This murder mystery is a particularly murky, weird, hallucinatory one. It's set in the deepest thickets of the Argentinian forests, where the country's biggest landowner was tortured to death with his sister-in-law. The authorities believe that the killer was trying to diddle him out of his land, but what's the real story behind the murderer that police called The Man With A Thousand Faces?
The Dating Game Killer
That might sound like incredibly lurid title, but it’s just the bare facts. Rodney Alcala won a date on the American TV show The Dating Game in 1978, when he was in the middle of a murder spree that stretched from New York to Los Angeles.
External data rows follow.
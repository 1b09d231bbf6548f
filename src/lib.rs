//! EdgeGrid credential file management CLI.
//!
//! Reads and rewrites `.edgerc` credential sections, merges pasted blocks,
//! copies sections, and verifies a section against the client API.
//!
//! ## Modules
//! - `cli`: Command-line handlers
//! - `core`: Business logic (ini codec, config store, signer, verifier)
//! - `models`: Data structures
//! - `util`: Filesystem, path, and logging helpers

pub mod cli;
pub mod constants;
pub mod core;
pub mod error;
pub mod models;
pub mod util;

pub use error::{Error, Result};
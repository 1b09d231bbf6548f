use anyhow::Result;
use clap::Parser;

#[tokio::main(flavor = "current_thread")]
async fn main() -> Result<()> {
    let cli = edgerc_auth::cli::Cli::parse();
    edgerc_auth::util::logging::init(cli.debug);
    cli.run().await
}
He managed to evade and confuse psychiatrists and police as he killed again and again. It's from the makers of Dr Death and Dirty John, so it's got good pedigree, but be warned: this is a properly grim one.
What Happened To Annie?
You might have first got into Sky News's award-winning podcast strand Storycast with its excellent retelling of a 1983 heist, The Hunt for the Brink's-Mat Gold, but its newest true crime podcast is rather darker. What Happened To Annie? tries to get to the bottom of the death of 30-year-old Annie Börjesson, who was found dead on Prestwick beach in Ayrshire, Scotland, in 2005. Was it suicide? Or was it something to do with the CIA? Annie's family go in search of the truth.
The Adventure Podcast
It looks like we're going to have to settle in and get used to lowering our expectations for the next six months or so, but that's not to say you can't vicariously adventure beyond your immediate surroundings at all. Recently, The Adventure Podcast has spoken to filmmaker Emma Crome about her documentary following the last English poachers, mountain climber Nick Bullock on climbing Mount Gongga in China, and journalist George Monbiot's frankly terrifying early career covering land seizures in Manaus, the heart of the Brazilian Amazon.
The third series of Anthems (you can read about the last, themed around Pride month, below) is another collection of manifestos, poems, speeches and stories in sub-10 minute minisodes, this time exploring life in 2020 for Black Britons. Writers, journalists and cultural figures including Afua Hirsch, Charlie Brinkhurst Cuff and Jade Anouka talk heritage, power, beauty, rage and tenderness.
What is this Behaviour?
Artist Almass Badat, filmmaker Aaron Christian and comedian Reuben Christian speak to creative South Asian people including DJs, YouTubers and filmmakers about how their identities mesh with Britain and being British right now, as well as how they navigated their ways through growing up British and Asian. Aaron runs The Asian Man, a project celebrating men's style, too, so there's inspiration to draw from there if you're in a lull.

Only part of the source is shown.